Some “HDMI 2.1” devices are actually HDMI 2.0 thanks to confusing licensing and certifications

As HDMI 2.1 is more widely adopted by console and hardware manufacturers, consumers are coming to expect devices with this label to be compatible with the latest and greatest features. Things like Variable Refresh Rate, Auto Low Latency Mode, 4K @ 120Hz, and 48 Gbps bandwidth are made possible by the new Fixed Rate Link (FRL) signaling tech introduced in the HDMI 2.1 specification. However, due to some confusing decisions by the HDMI Licensing Administrator, devices can be labeled as “HDMI 2.1” but only support the features specified for HDMI 2.0.
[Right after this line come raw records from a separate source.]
//! Recommendation command implementation

use anyhow::{Context, Result};
use chrono::NaiveDate;
use tally_core::ai::copy_writer;
use tally_core::alerts::AlertReport;
use tally_core::models::{AccountType, Window};
use tally_core::recommend::recommendations_with_copy;
use tally_core::{
    eligible, enforce_consent, AIClient, Database, EligibilityContext, FinancialStore,
    RecommendationContext, RecommendationItem, TallyConfig,
};

use super::require_user;

/// Build the eligible recommendations for a user from their latest 30-day profile
///
/// Returns an empty list when the user has no profile yet.
pub async fn eligible_recommendations(
    db: &Database,
    config: &TallyConfig,
    user_id: &str,
    as_of: NaiveDate,
    use_ai: bool,
    ai: Option<AIClient>,
) -> Result<Vec<RecommendationItem>> {
    require_user(db, user_id)?;

    enforce_consent(db.get_consent(user_id)?.as_ref(), user_id)
        .with_context(|| format!("Run 'tally consent {} opt-in' to see recommendations", user_id))?;

    let Some(profile) = db.latest_profile(user_id, Window::Days30)? else {
        return Ok(Vec::new());
    };

    let accounts = db.accounts(user_id)?;
    let transactions = db.all_transactions(user_id)?;
    let alerts = AlertReport::build(&transactions, as_of, &config.aml);

    let ctx = RecommendationContext {
        last4: accounts
            .iter()
            .find(|a| a.account_type == AccountType::Credit)
            .and_then(|a| a.last4()),
        has_aml_alerts: alerts.has_alerts(),
    };

    let writer = copy_writer(use_ai, ai, &config.copy);
    let items = recommendations_with_copy(profile.persona, &profile.signals, &ctx, writer.as_ref())
        .await
        .context("Recommendation copy failed the tone check")?;

    let eligibility = EligibilityContext::from_parts(&accounts, &profile.signals, 0.0);
    Ok(items.into_iter().filter(|i| eligible(i, &eligibility)).collect())
}

pub async fn cmd_recommend(
    db: &Database,
    config: &TallyConfig,
    user_id: &str,
    as_of: NaiveDate,
    use_ai: bool,
    ai: Option<AIClient>,
) -> Result<()> {
    let items = eligible_recommendations(db, config, user_id, as_of, use_ai, ai).await?;

    if items.is_empty() {
        println!("No recommendations yet. Run 'tally profile {}' first.", user_id);
        return Ok(());
    }

    println!("💡 Recommendations for {}", user_id);
    for item in &items {
        println!();
        let marker = if item.ai_generated { " ✨" } else { "" };
        println!("   [{}] {}{}", item.kind.as_str(), item.title, marker);
        println!("   {}", item.rationale);
        println!("   ({})", item.id);
    }

    Ok(())
}
//! Consent operations

use chrono::{DateTime, Utc};
use rusqlite::{params, Connection, OptionalExtension};
use tracing::info;

use super::{parse_datetime, ensure_user, Database};
use crate::error::Result;
use crate::models::{Consent, ConsentStatus};

pub(super) fn upsert(conn: &Connection, user_id: &str, status: ConsentStatus, at: DateTime<Utc>) -> Result<()> {
    conn.execute(
        "INSERT INTO consent (user_id, status, updated_at) VALUES (?, ?, ?)
         ON CONFLICT(user_id) DO UPDATE SET status = excluded.status, updated_at = excluded.updated_at",
        params![user_id, status.as_str(), at.to_rfc3339()],
    )?;
    Ok(())
}

impl Database {
    /// Record a user's consent decision
    pub fn set_consent(&self, user_id: &str, status: ConsentStatus) -> Result<Consent> {
        let updated_at = Utc::now();
        self.with_retry(|conn| {
            ensure_user(conn, user_id)?;
            upsert(conn, user_id, status, updated_at)
        })?;

        info!(user_id, status = %status, "Consent updated");
        Ok(Consent {
            user_id: user_id.to_string(),
            status,
            updated_at,
        })
    }

    /// Current consent record, if the user ever made a decision
    pub fn get_consent(&self, user_id: &str) -> Result<Option<Consent>> {
        self.with_retry(|conn| {
            let row = conn
                .query_row(
                    "SELECT status, updated_at FROM consent WHERE user_id = ?",
                    params![user_id],
                    |row| Ok((row.get::<_, String>(0)?, row.get::<_, String>(1)?)),
                )
                .optional()?;

            // An unreadable status is treated as no consent at all
            Ok(row.and_then(|(status, updated_at)| {
                status.parse().ok().map(|status| Consent {
                    user_id: user_id.to_string(),
                    status,
                    updated_at: parse_datetime(&updated_at),
                })
            }))
        })
    }
}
Can HDMI 2.0 devices be labeled as “HDMI 2.1?”

HDMI Cords

As discovered by TFT Central, some manufacturers are already labeling HDMI 2.0 devices as HDMI 2.1. That publication found a Xiaomi monitor with a 1080p resolution and 240Hz refresh rate that had specifications for including two HDMI 2.1 ports. This is fishy since there’s no need for HDMI 2.1 for a 1080p monitor, and sure enough, a footnote stated the following about those ports:

“Due to the subdivision of HDMI certification standards, HDMI 2.1 is divided into TMDS (the bandwidth is equivalent to the original HDMI 2.0 and FRL protocols). The HDMI 2.1 interface of this product supports the TMDS protocol, the maximum supported resolution is 1920×1080, and the maximum refresh rate is 240Hz.”

The critical part of this is that the ports only support the older Transition Minimised Differential Signalling (TMDS) tech that powered previous HDMI standards. It was understood with the HDMI 2.1 specification that the standard had to be backward compatible with TMDS. However, one would assume any device that labeled itself as HDMI 2.1 capable would also support FRL.

Thinking this monitor had to be a fake or misrepresenting itself, TFT Central reached out to, the HDMI Licensing Administrator, for confirmation. Unfortunately, however, the answer to the question was confusing and shows some bad decision-making on’s part.

According to the HDMI Licensing Administrator:

  • HDMI 2.0 no longer exists, and devices should not claim compliance to v2.0 as it is not referenced any more.
  • The features of HDMI 2.0 are now a sub-set of 2.1.
  • All the new capabilities and features associated with HDMI 2.1 are optional.
  • If a device claims compliance to 2.1 then they need to also state which features the device supports so there is “no confusion.”

So, all devices previously classified as HDMI 2.0 are now HDMI 2.1. Consumers must rely on manufacturers to clearly list each device’s feature set to ensure they support the now optional increased resolution, framerate, and features introduced with HDMI 2.1.

Of course, this is going to be a disaster. Instead of simply checking whether a device is an HDMI 2.0 or 2.1 certified, customers now have to hope all the features are clearly stated. Of course, unscrupulous manufacturers will make this as confusing as possible.

We’re not sure why the decision was made to wrap 2.0 into 2.1, but we can guarantee there will be issues with it in the future. Fortunately, only the Xiaomi monitor above has been spotted so far, but I anticipate others in the near future.